Source material below:

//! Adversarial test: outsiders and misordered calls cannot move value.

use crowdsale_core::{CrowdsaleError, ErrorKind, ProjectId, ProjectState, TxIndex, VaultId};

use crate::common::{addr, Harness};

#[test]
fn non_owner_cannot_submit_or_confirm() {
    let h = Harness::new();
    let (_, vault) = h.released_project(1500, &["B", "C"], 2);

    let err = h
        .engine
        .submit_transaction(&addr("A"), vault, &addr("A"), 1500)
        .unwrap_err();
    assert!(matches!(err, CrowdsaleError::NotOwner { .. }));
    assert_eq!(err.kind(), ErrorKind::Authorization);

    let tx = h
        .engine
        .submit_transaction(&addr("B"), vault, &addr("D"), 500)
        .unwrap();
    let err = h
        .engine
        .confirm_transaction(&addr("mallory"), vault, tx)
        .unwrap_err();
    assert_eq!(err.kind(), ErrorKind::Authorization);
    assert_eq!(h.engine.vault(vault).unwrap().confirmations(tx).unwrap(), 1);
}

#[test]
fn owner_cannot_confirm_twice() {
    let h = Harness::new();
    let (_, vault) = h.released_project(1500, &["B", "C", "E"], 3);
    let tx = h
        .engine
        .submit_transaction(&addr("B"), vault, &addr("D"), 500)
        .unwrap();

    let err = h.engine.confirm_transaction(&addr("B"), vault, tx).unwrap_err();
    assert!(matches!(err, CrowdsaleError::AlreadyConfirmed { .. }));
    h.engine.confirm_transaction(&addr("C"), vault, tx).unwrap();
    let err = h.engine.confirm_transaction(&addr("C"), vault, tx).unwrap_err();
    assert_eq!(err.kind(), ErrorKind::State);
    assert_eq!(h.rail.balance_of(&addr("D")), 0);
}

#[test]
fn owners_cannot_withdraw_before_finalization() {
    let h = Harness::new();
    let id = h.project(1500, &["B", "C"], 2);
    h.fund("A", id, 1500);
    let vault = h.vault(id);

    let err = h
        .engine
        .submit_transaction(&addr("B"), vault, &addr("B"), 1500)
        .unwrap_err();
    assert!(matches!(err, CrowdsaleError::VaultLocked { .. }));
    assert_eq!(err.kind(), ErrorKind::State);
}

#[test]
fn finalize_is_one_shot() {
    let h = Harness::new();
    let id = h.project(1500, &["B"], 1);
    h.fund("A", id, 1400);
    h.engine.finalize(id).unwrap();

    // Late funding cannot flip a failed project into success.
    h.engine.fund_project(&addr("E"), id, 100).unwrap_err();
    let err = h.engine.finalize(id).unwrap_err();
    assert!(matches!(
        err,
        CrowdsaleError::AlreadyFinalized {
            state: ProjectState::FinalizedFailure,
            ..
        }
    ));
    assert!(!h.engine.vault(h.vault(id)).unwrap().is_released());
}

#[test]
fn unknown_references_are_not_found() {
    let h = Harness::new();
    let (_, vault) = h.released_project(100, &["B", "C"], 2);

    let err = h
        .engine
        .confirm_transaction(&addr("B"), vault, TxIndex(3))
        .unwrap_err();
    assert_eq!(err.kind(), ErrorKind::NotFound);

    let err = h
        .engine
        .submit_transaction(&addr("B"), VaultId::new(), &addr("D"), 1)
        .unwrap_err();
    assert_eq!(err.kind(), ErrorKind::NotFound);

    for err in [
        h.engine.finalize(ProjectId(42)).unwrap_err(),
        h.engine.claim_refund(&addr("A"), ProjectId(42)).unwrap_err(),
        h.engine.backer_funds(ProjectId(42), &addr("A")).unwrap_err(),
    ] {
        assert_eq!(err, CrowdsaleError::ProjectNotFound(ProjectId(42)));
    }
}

End of Source material.
Source material below:

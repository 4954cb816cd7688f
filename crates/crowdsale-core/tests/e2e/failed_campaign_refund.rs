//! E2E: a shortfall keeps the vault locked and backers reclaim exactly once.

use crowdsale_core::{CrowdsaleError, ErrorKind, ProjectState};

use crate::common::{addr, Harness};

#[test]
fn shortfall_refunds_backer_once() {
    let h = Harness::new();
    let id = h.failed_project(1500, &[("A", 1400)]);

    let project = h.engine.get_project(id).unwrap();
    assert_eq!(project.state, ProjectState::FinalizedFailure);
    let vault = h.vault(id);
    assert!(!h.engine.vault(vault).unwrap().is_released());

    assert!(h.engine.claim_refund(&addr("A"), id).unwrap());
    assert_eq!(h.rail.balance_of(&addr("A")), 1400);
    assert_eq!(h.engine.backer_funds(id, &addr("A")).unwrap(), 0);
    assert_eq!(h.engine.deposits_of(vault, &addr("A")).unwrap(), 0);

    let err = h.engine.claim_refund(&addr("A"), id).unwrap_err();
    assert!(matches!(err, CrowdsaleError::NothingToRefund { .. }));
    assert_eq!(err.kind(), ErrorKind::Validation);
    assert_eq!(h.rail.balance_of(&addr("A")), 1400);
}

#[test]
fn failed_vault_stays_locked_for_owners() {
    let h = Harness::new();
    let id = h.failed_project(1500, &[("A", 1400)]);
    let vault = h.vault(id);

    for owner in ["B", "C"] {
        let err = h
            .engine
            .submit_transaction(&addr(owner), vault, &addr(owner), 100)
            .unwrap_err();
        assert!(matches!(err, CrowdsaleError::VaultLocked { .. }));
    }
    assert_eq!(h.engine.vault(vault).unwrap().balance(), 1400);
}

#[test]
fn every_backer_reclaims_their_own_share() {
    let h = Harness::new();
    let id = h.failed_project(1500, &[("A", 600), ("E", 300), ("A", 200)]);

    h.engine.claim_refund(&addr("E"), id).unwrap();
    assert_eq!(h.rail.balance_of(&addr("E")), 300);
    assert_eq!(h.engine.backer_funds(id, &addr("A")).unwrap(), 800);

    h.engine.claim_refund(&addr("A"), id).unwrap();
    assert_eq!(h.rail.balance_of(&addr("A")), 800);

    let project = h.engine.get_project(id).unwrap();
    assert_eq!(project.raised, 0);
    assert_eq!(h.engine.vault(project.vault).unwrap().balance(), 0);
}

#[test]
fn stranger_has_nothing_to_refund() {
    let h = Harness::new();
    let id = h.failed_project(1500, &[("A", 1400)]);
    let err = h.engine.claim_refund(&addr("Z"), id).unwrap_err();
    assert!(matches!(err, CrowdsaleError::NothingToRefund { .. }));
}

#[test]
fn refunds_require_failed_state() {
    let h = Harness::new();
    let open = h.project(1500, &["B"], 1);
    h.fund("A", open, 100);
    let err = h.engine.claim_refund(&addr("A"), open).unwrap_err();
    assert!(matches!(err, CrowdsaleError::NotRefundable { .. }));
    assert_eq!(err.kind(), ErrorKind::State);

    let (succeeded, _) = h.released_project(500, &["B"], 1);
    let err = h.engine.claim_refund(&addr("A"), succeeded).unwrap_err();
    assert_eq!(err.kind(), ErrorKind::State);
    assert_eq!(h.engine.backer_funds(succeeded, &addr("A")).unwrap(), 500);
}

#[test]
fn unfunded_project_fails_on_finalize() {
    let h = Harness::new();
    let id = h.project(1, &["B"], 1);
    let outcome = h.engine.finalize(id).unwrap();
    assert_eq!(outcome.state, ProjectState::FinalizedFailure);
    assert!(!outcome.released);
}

End of Source material.

- **Problem**: Exactly how many lines of the material contain the word "TxIndex"? Write the number alone.

- **Expected answer**: 2